Однако на крыльце я наткнулся на Либби. Она сидела, опираясь спиной о перила, на коленях у нее лежал открытый пакетик с пастилой, но, похоже, она не ела ее, а как будто раздумывала над тем, съесть или не стоит.

У меня тут же возник вопрос, давно ли она так сидит, и ее первые слова дали мне ответ на него.

«Я слышала. – Она поднялась на ноги, заглянула внутрь пакетика с пастилой, затолкала его в большой карман своего комбинезона. – Так вот что с тобой случилось, Гид. Вот почему ты не играешь последнее время. А почему мне ничего не сказал? Я-то думала, что мы с тобой друзья».

«Так и есть».

«Ни фига».

«Фига».

Она не улыбнулась. «Друзья помогают друг другу».

«С этим ты мне не можешь помочь. Я даже не знаю, в чем причина, Либби».
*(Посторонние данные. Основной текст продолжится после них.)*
//! Buildpack-style staging output.
//!
//! Staging logs are read by people watching a push scroll by, so they follow the
//! platform convention: step headers start with `----->`, everything else is
//! indented under the step, and warnings and errors carry a visible marker.
//! Every line is mirrored as a `tracing` event so `RUST_LOG` captures the same
//! story with module targets attached.

use colored::Colorize;
use std::cell::RefCell;
use std::io::{self, Write};
use std::rc::Rc;

const STEP_PREFIX: &str = "----->";
const INDENT: &str = "       ";

/// Writer for user-facing staging messages.
pub struct StagingLog {
    writer: RefCell<Box<dyn Write>>,
}

impl StagingLog {
    /// Log to standard output.
    #[must_use]
    pub fn stdout() -> Self {
        Self::new(Box::new(io::stdout()))
    }

    /// Log to an arbitrary writer.
    #[must_use]
    pub fn new(writer: Box<dyn Write>) -> Self {
        Self {
            writer: RefCell::new(writer),
        }
    }

    /// Log into an in-memory buffer; the returned handle reads what was written.
    #[must_use]
    pub fn buffered() -> (Self, LogBuffer) {
        let buffer = LogBuffer::default();
        (Self::new(Box::new(buffer.clone())), buffer)
    }

    /// Start a new staging step.
    pub fn begin_step(&self, message: &str) {
        tracing::info!(target: "staging", "{message}");
        self.write_line(&format!("{} {}", STEP_PREFIX.bold(), message));
    }

    /// Informational line under the current step.
    pub fn info(&self, message: &str) {
        tracing::info!(target: "staging", "{message}");
        self.write_line(&format!("{INDENT}{message}"));
    }

    /// Warning under the current step.
    pub fn warning(&self, message: &str) {
        tracing::warn!(target: "staging", "{message}");
        self.write_line(&format!("{INDENT}{} {}", "**WARNING**".yellow().bold(), message));
    }

    /// Error under the current step.
    pub fn error(&self, message: &str) {
        tracing::error!(target: "staging", "{message}");
        self.write_line(&format!("{INDENT}{} {}", "**ERROR**".red().bold(), message));
    }

    fn write_line(&self, line: &str) {
        let mut writer = self.writer.borrow_mut();
        // Staging output is best effort; a closed stdout must not abort staging.
        let _ = writeln!(writer, "{line}");
        let _ = writer.flush();
    }
}

impl Default for StagingLog {
    fn default() -> Self {
        Self::stdout()
    }
}

/// Shared in-memory sink used by [`StagingLog::buffered`].
#[derive(Clone, Default)]
pub struct LogBuffer {
    inner: Rc<RefCell<Vec<u8>>>,
}

impl LogBuffer {
    /// Everything written so far, lossily decoded.
    #[must_use]
    pub fn contents(&self) -> String {
        String::from_utf8_lossy(&self.inner.borrow()).into_owned()
    }
}

impl Write for LogBuffer {
    fn write(&mut self, buf: &[u8]) -> io::Result<usize> {
        self.inner.borrow_mut().extend_from_slice(buf);
        Ok(buf.len())
    }

    fn flush(&mut self) -> io::Result<()> {
        Ok(())
    }
}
Она невидящим взглядом уставилась на площадь и сказала: «Дерьмово. Тогда что мы вообще делаем, Гид? Почему мы запускаем твоих змеев? Какого черта мы спим вместе? Если ты даже не можешь поговорить со мной…»

Этот разговор становился повторением сотни разговоров с Бет, правда с небольшим отличием. Последнюю фразу Бет могла формулировать чуть иначе: «Если мы больше не занимаемся любовью…»

Между мной и Либби отношения не зашли настолько далеко, чтобы она имела основания сказать то же самое, и это служило мне единственным утешением. Я выслушал Либби, но сказать мне было нечего. Когда она выговорилась, помолчала и поняла, что ответа не будет, то пошла следом за мной, к моей машине. «Эй! Куда ты? Подожди! Гид, я с тобой разговариваю. Подожди!» Она схватила меня за руку.

«Мне нужно ехать».

«Куда?»

«К вокзалу Виктория».

«Зачем?»

«Либби…»

«Прекрасно. – А когда я отключил сигнализацию, она забралась на пассажирское сиденье и заявила: – Я поеду с тобой».